Petitioner received the $500,000 of bonds in about May, 1921, in payment of $400,000 of advances made, and it is at least singular that so shortly thereafter as December of the same year petitioner should find its bonds valueless, and write them off as it did. Without at all impugning petitioner's good faith, it seems apparent to us that in the usual course of business, uninfluenced by an extraordinarily high tax rate for 1921, these bonds would not then have been deemed a loss nor have then been written off.
The case is not like United States v. White Dental Mfg. Co., 274 U.S. 398, 47 S. Ct. 598, 71 L. Ed. 1120, where the property in Germany of a German corporation, subsidiary of the White Company, was seized during the World War by the German government as alien property. This was a definite, certain occurrence which to all intents and purposes then removed the property from any possession or control of the parent company, causing the latter a definite loss, held to be deductible during that year. The court held it was proper to write it off quite regardless of the fact that in a subsequent year a substantial part of the property or its avails was recovered. That is not the case here, where the business of Black Mountain Corporation has been continuously carried on, and where there has been no specific occurrence — such, for example, as loss by flood or fire, or a seizure — which extinguished or materially lessened the actual property on which the bonds in question were secured.

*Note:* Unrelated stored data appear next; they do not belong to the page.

//! Core runtime configuration.
//!
//! This module defines configuration that should be resolved once at process startup and then
//! passed into the matcher and the registry client. Library code never reads environment
//! variables; binaries collect the raw values and hand them to [`MatchConfig::from_env_values`].

use crate::constants::{
    DEFAULT_INITIAL_BACKOFF_MS, DEFAULT_MAX_ATTEMPTS, DEFAULT_MAX_BACKOFF_MS,
    DEFAULT_MAX_CONCURRENT_PATIENTS, DEFAULT_MAX_CONCURRENT_QUERIES, DEFAULT_REGISTRY_BASE_URL,
    DEFAULT_REQUEST_TIMEOUT_SECS, ENV_DEDUPLICATE_TRIALS, ENV_INITIAL_BACKOFF_MS,
    ENV_MAX_ATTEMPTS, ENV_MAX_CONCURRENT_PATIENTS, ENV_MAX_CONCURRENT_QUERIES, ENV_PAGE_SIZE,
    ENV_REGISTRY_URL, ENV_REQUEST_TIMEOUT_SECS,
};
use crate::retry::RetryPolicy;
use crate::{MatchError, MatchResult};
use std::str::FromStr;
use std::time::Duration;
use tokio::sync::Semaphore;

/// Largest page the ClinicalTrials.gov v2 API serves.
const MAX_PAGE_SIZE: u32 = 1_000;

/// Core configuration resolved at startup.
#[derive(Clone, Debug)]
pub struct MatchConfig {
    registry_base_url: String,
    request_timeout: Duration,
    retry: RetryPolicy,
    max_concurrent_queries: usize,
    max_concurrent_patients: usize,
    deduplicate_trials: bool,
    page_size: Option<u32>,
}

/// Raw, unparsed configuration values, typically read from the environment.
#[derive(Clone, Debug, Default)]
pub struct MatchConfigValues {
    pub registry_url: Option<String>,
    pub request_timeout_secs: Option<String>,
    pub max_attempts: Option<String>,
    pub initial_backoff_ms: Option<String>,
    pub max_concurrent_queries: Option<String>,
    pub max_concurrent_patients: Option<String>,
    pub page_size: Option<String>,
    pub deduplicate_trials: Option<String>,
}

impl MatchConfigValues {
    /// Collects raw values by variable name, e.g. `|name| std::env::var(name).ok()`.
    pub fn from_lookup(lookup: impl Fn(&str) -> Option<String>) -> Self {
        Self {
            registry_url: lookup(ENV_REGISTRY_URL),
            request_timeout_secs: lookup(ENV_REQUEST_TIMEOUT_SECS),
            max_attempts: lookup(ENV_MAX_ATTEMPTS),
            initial_backoff_ms: lookup(ENV_INITIAL_BACKOFF_MS),
            max_concurrent_queries: lookup(ENV_MAX_CONCURRENT_QUERIES),
            max_concurrent_patients: lookup(ENV_MAX_CONCURRENT_PATIENTS),
            page_size: lookup(ENV_PAGE_SIZE),
            deduplicate_trials: lookup(ENV_DEDUPLICATE_TRIALS),
        }
    }
}

impl MatchConfig {
    /// Create a new `MatchConfig`.
    ///
    /// # Errors
    ///
    /// Returns [`MatchError::InvalidInput`] if the registry URL is not http(s), the timeout
    /// is zero, a concurrency limit is zero, or the page size is outside `1..=1000`.
    pub fn new(
        registry_base_url: String,
        request_timeout: Duration,
        retry: RetryPolicy,
        max_concurrent_queries: usize,
        max_concurrent_patients: usize,
        deduplicate_trials: bool,
        page_size: Option<u32>,
    ) -> MatchResult<Self> {
        let registry_base_url = registry_base_url.trim().to_string();
        if !(registry_base_url.starts_with("http://") || registry_base_url.starts_with("https://"))
        {
            return Err(MatchError::InvalidInput(format!(
                "registry URL must be http(s), got {registry_base_url:?}"
            )));
        }
        if request_timeout.is_zero() {
            return Err(MatchError::InvalidInput(
                "request timeout cannot be zero".into(),
            ));
        }
        for limit in [max_concurrent_queries, max_concurrent_patients] {
            if limit == 0 || limit > Semaphore::MAX_PERMITS {
                return Err(MatchError::InvalidInput(format!(
                    "concurrency limits must be between 1 and {}, got {limit}",
                    Semaphore::MAX_PERMITS
                )));
            }
        }
        if let Some(size) = page_size {
            if size == 0 || size > MAX_PAGE_SIZE {
                return Err(MatchError::InvalidInput(format!(
                    "page size must be between 1 and {MAX_PAGE_SIZE}, got {size}"
                )));
            }
        }

        Ok(Self {
            registry_base_url,
            request_timeout,
            retry,
            max_concurrent_queries,
            max_concurrent_patients,
            deduplicate_trials,
            page_size,
        })
    }

    /// Build a `MatchConfig` from optional raw values, applying defaults for anything
    /// missing or blank.
    ///
    /// # Errors
    ///
    /// Returns [`MatchError::InvalidInput`] if a present value cannot be parsed or the
    /// resulting configuration is invalid.
    pub fn from_env_values(values: MatchConfigValues) -> MatchResult<Self> {
        let registry_base_url = non_blank(values.registry_url)
            .unwrap_or_else(|| DEFAULT_REGISTRY_BASE_URL.to_string());
        let timeout_secs: u64 = parse_or("request timeout", values.request_timeout_secs, DEFAULT_REQUEST_TIMEOUT_SECS)?;
        let max_attempts: u32 = parse_or("max attempts", values.max_attempts, DEFAULT_MAX_ATTEMPTS)?;
        let initial_backoff_ms: u64 = parse_or("initial backoff", values.initial_backoff_ms, DEFAULT_INITIAL_BACKOFF_MS)?;
        let max_concurrent_queries: usize = parse_or(
            "max concurrent queries",
            values.max_concurrent_queries,
            DEFAULT_MAX_CONCURRENT_QUERIES,
        )?;
        let max_concurrent_patients: usize = parse_or(
            "max concurrent patients",
            values.max_concurrent_patients,
            DEFAULT_MAX_CONCURRENT_PATIENTS,
        )?;
        let page_size: Option<u32> = non_blank(values.page_size)
            .map(|v| parse_value("page size", &v))
            .transpose()?;
        let deduplicate_trials = non_blank(values.deduplicate_trials)
            .map(|v| parse_flag(&v))
            .transpose()?
            .unwrap_or(true);

        let initial_backoff = Duration::from_millis(initial_backoff_ms);
        let max_backoff = Duration::from_millis(DEFAULT_MAX_BACKOFF_MS).max(initial_backoff);
        let retry = RetryPolicy::new(max_attempts, initial_backoff, max_backoff)?;

        Self::new(
            registry_base_url,
            Duration::from_secs(timeout_secs),
            retry,
            max_concurrent_queries,
            max_concurrent_patients,
            deduplicate_trials,
            page_size,
        )
    }

    pub fn registry_base_url(&self) -> &str {
        &self.registry_base_url
    }

    pub fn request_timeout(&self) -> Duration {
        self.request_timeout
    }

    pub fn retry(&self) -> RetryPolicy {
        self.retry
    }

    pub fn max_concurrent_queries(&self) -> usize {
        self.max_concurrent_queries
    }

    pub fn max_concurrent_patients(&self) -> usize {
        self.max_concurrent_patients
    }

    /// Whether a trial surfacing under several conditions is reported once per patient.
    pub fn deduplicate_trials(&self) -> bool {
        self.deduplicate_trials
    }

    pub fn page_size(&self) -> Option<u32> {
        self.page_size
    }
}

impl Default for MatchConfig {
    fn default() -> Self {
        Self {
            registry_base_url: DEFAULT_REGISTRY_BASE_URL.to_string(),
            request_timeout: Duration::from_secs(DEFAULT_REQUEST_TIMEOUT_SECS),
            retry: RetryPolicy::default(),
            max_concurrent_queries: DEFAULT_MAX_CONCURRENT_QUERIES,
            max_concurrent_patients: DEFAULT_MAX_CONCURRENT_PATIENTS,
            deduplicate_trials: true,
            page_size: None,
        }
    }
}

fn non_blank(value: Option<String>) -> Option<String> {
    value
        .map(|v| v.trim().to_string())
        .filter(|v| !v.is_empty())
}

fn parse_value<T: FromStr>(name: &str, value: &str) -> MatchResult<T> {
    value
        .parse::<T>()
        .map_err(|_| MatchError::InvalidInput(format!("invalid {name}: {value:?}")))
}

fn parse_or<T: FromStr>(name: &str, value: Option<String>, default: T) -> MatchResult<T> {
    match non_blank(value) {
        Some(v) => parse_value(name, &v),
        None => Ok(default),
    }
}

fn parse_flag(value: &str) -> MatchResult<bool> {
    match value.to_ascii_lowercase().as_str() {
        "1" | "true" | "yes" | "on" => Ok(true),
        "0" | "false" | "no" | "off" => Ok(false),
        _ => Err(MatchError::InvalidInput(format!(
            "invalid boolean flag: {value:?}"
        ))),
    }
}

It is to be noted that during the times in question Black Mountain carried its property on its books at near $8,000,000, and that petitioner and its corporate associates were in actual or potential control of the corporation.

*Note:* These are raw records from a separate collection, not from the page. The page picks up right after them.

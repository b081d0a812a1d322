//! HTTP client for the ClinicalTrials.gov v2 API.

use crate::error::{RegistryError, RegistryResult};
use crate::studies::decode_studies;
use async_trait::async_trait;
use reqwest::header::{HeaderMap, HeaderValue, ACCEPT, USER_AGENT};
use reqwest::Url;
use trialmatch_core::{
    MatchConfig, MatchError, MatchResult, RegistryQuery, RetryPolicy, TrialRecord, TrialRegistry,
};

/// User agent string for registry requests.
const USER_AGENT_VALUE: &str = concat!("trialmatch/", env!("CARGO_PKG_VERSION"));

/// Registry backed by the ClinicalTrials.gov `studies` endpoint.
#[derive(Debug, Clone)]
pub struct ClinicalTrialsClient {
    client: reqwest::Client,
    base_url: Url,
    retry: RetryPolicy,
    page_size: Option<u32>,
}

impl ClinicalTrialsClient {
    /// Creates a client using the registry URL, timeout, retry policy and page size in
    /// `cfg`.
    pub fn new(cfg: &MatchConfig) -> RegistryResult<Self> {
        let base_url = Url::parse(cfg.registry_base_url())
            .map_err(|e| RegistryError::InvalidUrl(format!("{}: {e}", cfg.registry_base_url())))?;

        let mut headers = HeaderMap::new();
        headers.insert(ACCEPT, HeaderValue::from_static("application/json"));
        headers.insert(USER_AGENT, HeaderValue::from_static(USER_AGENT_VALUE));

        let client = reqwest::Client::builder()
            .default_headers(headers)
            .timeout(cfg.request_timeout())
            .build()
            .map_err(|e| RegistryError::Network(format!("failed to create HTTP client: {e}")))?;

        Ok(Self {
            client,
            base_url,
            retry: cfg.retry(),
            page_size: cfg.page_size(),
        })
    }

    /// Full request URL for `query`.
    pub fn search_url(&self, query: &RegistryQuery) -> RegistryResult<Url> {
        let page_size = self.page_size.map(|n| n.to_string());
        let mut params = vec![
            ("format", "json"),
            ("query.cond", query.condition.as_str()),
            ("filter.overallStatus", query.overall_status),
            ("countTotal", "true"),
        ];
        if let Some(size) = page_size.as_deref() {
            params.push(("pageSize", size));
        }

        Url::parse_with_params(self.base_url.as_str(), &params)
            .map_err(|e| RegistryError::InvalidUrl(e.to_string()))
    }

    /// Single attempt: send, check the status, decode.
    async fn fetch_once(&self, url: &Url) -> RegistryResult<Vec<TrialRecord>> {
        let response = self.client.get(url.clone()).send().await?;
        let status = response.status();

        if !status.is_success() {
            let body = response.text().await.unwrap_or_default();
            return Err(RegistryError::Status {
                status: status.as_u16(),
                body,
            });
        }

        let body = response.text().await?;
        decode_studies(&body)
    }

    /// Runs the query under the retry policy.
    pub async fn fetch(&self, query: &RegistryQuery) -> RegistryResult<Vec<TrialRecord>> {
        let url = self.search_url(query)?;
        tracing::debug!(condition = %query.condition, url = %url, "querying registry");

        let url = &url;
        self.retry
            .run(
                "registry query",
                RegistryError::is_retryable,
                move |_attempt| self.fetch_once(url),
            )
            .await
    }
}

#[async_trait]
impl TrialRegistry for ClinicalTrialsClient {
    async fn search(&self, query: &RegistryQuery) -> MatchResult<Vec<TrialRecord>> {
        self.fetch(query)
            .await
            .map_err(|e| MatchError::RegistryUnavailable {
                condition: query.condition.clone(),
                reason: e.to_string(),
            })
    }
}
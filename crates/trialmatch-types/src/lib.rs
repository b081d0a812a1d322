//! Primitive types shared by the patient extraction, registry and matching crates.

use serde::{Deserialize, Serialize};

/// Errors that can occur when creating validated primitive types.
#[derive(Debug, thiserror::Error)]
pub enum TextError {
    /// The input text was empty or contained only whitespace
    #[error("Text cannot be empty")]
    Empty,
}

/// Errors returned when parsing a sex or sex-eligibility value.
#[derive(Debug, thiserror::Error, PartialEq, Eq)]
pub enum SexError {
    #[error("unrecognised sex value: {0}")]
    Unrecognised(String),
}

/// A string type that guarantees non-empty content.
///
/// Used for record identifiers (patient ids, registry trial ids) where an empty value
/// would silently collapse distinct records into one output group.
/// The input is trimmed of leading and trailing whitespace during construction.
#[derive(Debug, Clone, PartialEq, Eq, PartialOrd, Ord, Hash)]
pub struct NonEmptyText(String);

impl NonEmptyText {
    /// Creates a new `NonEmptyText` from the given input.
    ///
    /// # Returns
    ///
    /// Returns `Ok(NonEmptyText)` if the trimmed input is non-empty,
    /// or `Err(TextError::Empty)` if it's empty or contains only whitespace.
    pub fn new(input: impl AsRef<str>) -> Result<Self, TextError> {
        let trimmed = input.as_ref().trim();
        if trimmed.is_empty() {
            return Err(TextError::Empty);
        }
        Ok(Self(trimmed.to_owned()))
    }

    /// Returns the inner string as a string slice.
    pub fn as_str(&self) -> &str {
        &self.0
    }
}

impl std::fmt::Display for NonEmptyText {
    fn fmt(&self, f: &mut std::fmt::Formatter<'_>) -> std::fmt::Result {
        write!(f, "{}", self.0)
    }
}

impl AsRef<str> for NonEmptyText {
    fn as_ref(&self) -> &str {
        &self.0
    }
}

impl Serialize for NonEmptyText {
    fn serialize<S>(&self, serializer: S) -> Result<S::Ok, S::Error>
    where
        S: serde::Serializer,
    {
        serializer.serialize_str(&self.0)
    }
}

impl<'de> Deserialize<'de> for NonEmptyText {
    fn deserialize<D>(deserializer: D) -> Result<Self, D::Error>
    where
        D: serde::Deserializer<'de>,
    {
        let s = String::deserialize(deserializer)?;
        NonEmptyText::new(&s).map_err(serde::de::Error::custom)
    }
}

/// Administrative sex of a patient.
///
/// Wire values follow FHIR `AdministrativeGender` (`male`, `female`, `other`, `unknown`);
/// parsing is case-insensitive so registry spellings (`MALE`) are accepted too.
#[derive(Clone, Copy, Debug, PartialEq, Eq, Hash, Serialize, Deserialize)]
#[serde(rename_all = "lowercase")]
pub enum Sex {
    Male,
    Female,
    Other,
    Unknown,
}

impl Sex {
    /// FHIR wire spelling.
    pub fn as_str(self) -> &'static str {
        match self {
            Sex::Male => "male",
            Sex::Female => "female",
            Sex::Other => "other",
            Sex::Unknown => "unknown",
        }
    }
}

impl std::str::FromStr for Sex {
    type Err = SexError;

    fn from_str(s: &str) -> Result<Self, Self::Err> {
        match s.trim().to_ascii_lowercase().as_str() {
            "male" => Ok(Sex::Male),
            "female" => Ok(Sex::Female),
            "other" => Ok(Sex::Other),
            "unknown" => Ok(Sex::Unknown),
            _ => Err(SexError::Unrecognised(s.to_string())),
        }
    }
}

impl std::fmt::Display for Sex {
    fn fmt(&self, f: &mut std::fmt::Formatter<'_>) -> std::fmt::Result {
        f.write_str(self.as_str())
    }
}

/// Sex requirement published by a trial registry (`ALL`, `MALE`, `FEMALE`).
#[derive(Clone, Copy, Debug, PartialEq, Eq, Hash, Default, Serialize, Deserialize)]
#[serde(rename_all = "UPPERCASE")]
pub enum SexEligibility {
    #[default]
    All,
    Male,
    Female,
}

impl SexEligibility {
    /// Registry wire spelling.
    pub fn as_str(self) -> &'static str {
        match self {
            SexEligibility::All => "ALL",
            SexEligibility::Male => "MALE",
            SexEligibility::Female => "FEMALE",
        }
    }

    /// Returns `true` if a patient of the given sex satisfies this requirement.
    ///
    /// `Other` and `Unknown` only satisfy `All`.
    pub fn admits(self, sex: Sex) -> bool {
        match self {
            SexEligibility::All => true,
            SexEligibility::Male => sex == Sex::Male,
            SexEligibility::Female => sex == Sex::Female,
        }
    }
}

impl std::str::FromStr for SexEligibility {
    type Err = SexError;

    fn from_str(s: &str) -> Result<Self, Self::Err> {
        match s.trim().to_ascii_uppercase().as_str() {
            "ALL" => Ok(SexEligibility::All),
            "MALE" => Ok(SexEligibility::Male),
            "FEMALE" => Ok(SexEligibility::Female),
            _ => Err(SexError::Unrecognised(s.to_string())),
        }
    }
}

impl std::fmt::Display for SexEligibility {
    fn fmt(&self, f: &mut std::fmt::Formatter<'_>) -> std::fmt::Result {
        f.write_str(self.as_str())
    }
}

#[cfg(test)]
mod tests {
    use super::*;

    #[test]
    fn non_empty_text_trims_and_rejects_blank() {
        assert_eq!(NonEmptyText::new("  NCT0001 ").unwrap().as_str(), "NCT0001");
        assert!(matches!(NonEmptyText::new("   "), Err(TextError::Empty)));
    }

    #[test]
    fn non_empty_text_deserialize_rejects_empty() {
        let err = serde_json::from_str::<NonEmptyText>("\"\"");
        assert!(err.is_err());
    }

    #[test]
    fn sex_parses_fhir_and_registry_spellings() {
        assert_eq!("female".parse::<Sex>().unwrap(), Sex::Female);
        assert_eq!("MALE".parse::<Sex>().unwrap(), Sex::Male);
        assert!("x".parse::<Sex>().is_err());
    }

    #[test]
    fn eligibility_admits_matching_sex_only() {
        assert!(SexEligibility::All.admits(Sex::Unknown));
        assert!(SexEligibility::Female.admits(Sex::Female));
        assert!(!SexEligibility::Female.admits(Sex::Male));
        assert!(!SexEligibility::Male.admits(Sex::Other));
    }

    #[test]
    fn eligibility_serialises_uppercase() {
        let json = serde_json::to_string(&SexEligibility::Female).unwrap();
        assert_eq!(json, "\"FEMALE\"");
        let parsed: SexEligibility = serde_json::from_str("\"ALL\"").unwrap();
        assert_eq!(parsed, SexEligibility::All);
    }
}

While what has been said sufficiently indicates why we coincide with the Board's conclusion that in 1921 the bonds were not wholly or in part worthless within the meaning of the Revenue Act of 1921, we nevertheless refer to, without deciding, a further proposition put forth for respondent, viz., that, upon the showing made, Black Mountain debts, with the issuance of the general mortgage bonds, exceeded its capital stock, and that in such case Black Mountain directors who assented to such excess of indebtedness became liable therefor. In a proper case there would be such a liability under chapter 32, par. 23, Cahill Rev. St. 1925 Ill. While our search of the record fails to disclose where Black Mountain was incorporated, yet the burden of proof in such controversies is in general upon the taxpayer; and, in the absence of any proof to the contrary, may it not be assumed that Black Mountain was a corporation of the state wherein this suit is pending?
Neither does the record disclose the personnel of the Black Mountain directorate, nor which of the directors assented to the creation of indebtedness beyond its capital stock; nor does it disclose the financial responsibility of any such assenting directors as bearing upon the collectibility and, inferentially, the value of the bonds in question. But, in the absence of all proof thereon, may it not be concluded that, with such potential liability of directors outstanding, petitioner has not sustained its burden of affirmatively showing that in the year 1921 the bonds were wholly or partly valueless?
The judgment of the Board of Tax Appeals is affirmed.